Quantitative analysis of TMT phosphorylation modification to investigate the effect of verbascoside on the expression of phosphorylated protein in AD cell model

Background—The active monomer Verbascum glycosides in Cistanche tubulosa has good development prospects in terms of neuroprotection and delaying neurodegenerative diseases, and it has become one of the research hot spots. To investigate the effect of verbascoside (OC1) on the expression of phosphorylated protein in the protective effect of AD cell model by TMT labeling and phosphorylation enrichment technique and high-resolution liquid chromatography-mass spectrometry quantitative proteomics research strategy.
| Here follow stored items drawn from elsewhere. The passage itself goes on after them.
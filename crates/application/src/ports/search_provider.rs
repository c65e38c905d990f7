use async_trait::async_trait;
use inforecon_domain::{DomainError, SearchHit};

#[async_trait]
pub trait SearchProvider: Send + Sync {
    /// Hits in upstream ranking order.
    async fn search(&self, query: &str) -> Result<Vec<SearchHit>, DomainError>;
}
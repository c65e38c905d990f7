use inforecon_application::ports::CacheStore;
use std::sync::Arc;
use std::time::Duration;
use tokio_util::sync::CancellationToken;
use tracing::{debug, error, info};

/// Periodically drops expired entries from a cache store that does not
/// expire keys on its own.
pub struct CacheSweepJob {
    store: Arc<dyn CacheStore>,
    interval_secs: u64,
    shutdown: CancellationToken,
}

impl CacheSweepJob {
    pub fn new(store: Arc<dyn CacheStore>) -> Self {
        Self {
            store,
            interval_secs: 60,
            shutdown: CancellationToken::new(),
        }
    }

    pub fn with_interval(mut self, interval_secs: u64) -> Self {
        self.interval_secs = interval_secs.max(1);
        self
    }

    pub fn with_cancellation(mut self, token: CancellationToken) -> Self {
        self.shutdown = token;
        self
    }

    pub async fn start(self: Arc<Self>) {
        info!(
            backend = self.store.backend_name(),
            interval_secs = self.interval_secs,
            "Starting cache sweep job"
        );

        tokio::spawn(async move {
            let mut interval = tokio::time::interval(Duration::from_secs(self.interval_secs));
            loop {
                tokio::select! {
                    _ = self.shutdown.cancelled() => {
                        info!("CacheSweepJob: shutting down");
                        break;
                    }
                    _ = interval.tick() => {
                        match self.store.purge_expired().await {
                            Ok(0) => {}
                            Ok(removed) => {
                                debug!(removed, "Cache sweep completed");
                            }
                            Err(e) => {
                                error!(error = %e, "Cache sweep failed");
                            }
                        }
                    }
                }
            }
        });
    }
}
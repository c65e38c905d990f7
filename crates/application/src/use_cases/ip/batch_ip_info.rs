use futures::future::join_all;
use inforecon_domain::{normalize_ip, IpInfo};
use std::collections::HashMap;
use std::sync::Arc;
use tracing::{debug, instrument};

use super::GetIpInfoUseCase;

/// Resolves a list of IPs through the single-IP orchestrator.
///
/// Output has the input's length and order. Elements are independent: a
/// failure only shows up in that element's `error`. Inputs that normalize
/// to the same key are resolved once.
pub struct BatchIpInfoUseCase {
    single: Arc<GetIpInfoUseCase>,
}

impl BatchIpInfoUseCase {
    pub fn new(single: Arc<GetIpInfoUseCase>) -> Self {
        Self { single }
    }

    #[instrument(skip(self, ips), fields(count = ips.len()))]
    pub async fn execute(&self, ips: &[String]) -> Vec<IpInfo> {
        let mut unique: Vec<String> = Vec::new();
        let mut slot_of: HashMap<String, usize> = HashMap::new();
        let positions: Vec<usize> = ips
            .iter()
            .map(|ip| {
                let key = normalize_ip(ip);
                *slot_of.entry(key.clone()).or_insert_with(|| {
                    unique.push(key);
                    unique.len() - 1
                })
            })
            .collect();

        debug!(
            requested = ips.len(),
            unique = unique.len(),
            "Resolving IP batch"
        );

        let resolved: Vec<IpInfo> = join_all(unique.iter().map(|ip| self.single.execute(ip)))
            .await
            .into_iter()
            .map(|r| r.into_inner())
            .collect();

        positions
            .into_iter()
            .map(|slot| resolved[slot].clone())
            .collect()
    }
}
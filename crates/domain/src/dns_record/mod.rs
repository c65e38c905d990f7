pub mod record_type;
pub mod records;

pub use record_type::RecordType;
pub use records::{AAAARecord, ARecord, CNAMERecord, MXRecord, NSRecord, TXTRecord};
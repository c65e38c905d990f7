use serde::{Deserialize, Serialize};

/// A record - IPv4 address
#[derive(Debug, Clone, PartialEq, Eq, Serialize, Deserialize)]
pub struct ARecord {
    pub host: String,
    pub ip: String,
    pub ttl: u32,
}

/// AAAA record - IPv6 address
#[derive(Debug, Clone, PartialEq, Eq, Serialize, Deserialize)]
pub struct AAAARecord {
    pub host: String,
    pub ip: String,
    pub ttl: u32,
}

/// CNAME record - alias target
#[derive(Debug, Clone, PartialEq, Eq, Serialize, Deserialize)]
pub struct CNAMERecord {
    pub host: String,
    pub target: String,
    pub ttl: u32,
}

/// MX record - mail exchanger. Lower priority is preferred.
#[derive(Debug, Clone, PartialEq, Eq, Serialize, Deserialize)]
pub struct MXRecord {
    pub exchange: String,
    pub priority: u16,
    pub ttl: u32,
}

/// NS record - authoritative nameserver
#[derive(Debug, Clone, PartialEq, Eq, Serialize, Deserialize)]
pub struct NSRecord {
    pub host: String,
    pub nameserver: String,
    pub ttl: u32,
}

/// TXT record. Multi-string records are joined without separator.
#[derive(Debug, Clone, PartialEq, Eq, Serialize, Deserialize)]
pub struct TXTRecord {
    pub host: String,
    pub text: String,
    pub ttl: u32,
}
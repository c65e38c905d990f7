//! Configuration module for InfoRecon
//!
//! This module contains all configuration structures organized by concern:
//! - `root`: Main configuration, file loading and CLI overrides
//! - `server`: HTTP binding and request limits
//! - `cache`: Cache backend, per-namespace TTLs and timeouts
//! - `redis`: Redis connection settings
//! - `dns`: Nameservers and DNS timeout
//! - `geo`: Geolocation service endpoint and rate limit
//! - `search`: Search service endpoint and rate limit
//! - `whois`: Registration data (RDAP) lookups
//! - `logging`: Logging settings
//! - `errors`: Configuration errors

pub mod cache;
pub mod dns;
pub mod errors;
pub mod geo;
pub mod logging;
pub mod redis;
pub mod root;
pub mod search;
pub mod server;
pub mod whois;

pub use cache::{CacheBackend, CacheConfig};
pub use dns::DnsConfig;
pub use errors::ConfigError;
pub use geo::GeoConfig;
pub use logging::LoggingConfig;
pub use redis::RedisConfig;
pub use root::{CliOverrides, Config};
pub use search::SearchConfig;
pub use server::ServerConfig;
pub use whois::WhoisConfig;
pub mod memory_store;
pub mod redis_store;

pub use memory_store::MemoryCacheStore;
pub use redis_store::RedisCacheStore;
Methods—The normal control group, the model group Aβ1-42(10μmol/L) group and the OC1(10μg/ml) administration group were set. (1)protein extraction quality control. (2)TMT mark. (3)HPLC classification and modification enrichment. (4)Analysis of mass spectrometry by liquid chromatography-mass spectrometry. (5)Analysis of bioinformatics results. (6)Western Blotting was used to detect the expression levels of p-CaMKII(Thr286), p-Synapsin1(Ser603)/Synapsin1, Synaptophysin and Synaptotagmin-1 protein. Results—The study finally identified 9020 phosphorylation sites on 3227 proteins, of which 8635 sites of 3134 proteins contained quantitative information. Screening of differential sites follows the following criteria: 1.2 times the change threshold and CV value < 0.1. Based on the above data and standards, we performed a systematic bioinformatics analysis of proteins containing quantitative information sites. Western Blotting results showed that Verbascoside could promote the expression of p-CaMKII (Thr286), p-Synapsin (Ser603)/Synapsin, Synaptophysin and Synaptotagmin-1 protein. Conclusions—Verbascoside(OC1) can increase the expression of phosphorylated protein in AD cell model, which provides a basis for further study on the molecular mechanism of verbascoside promoting neurotransmitter release.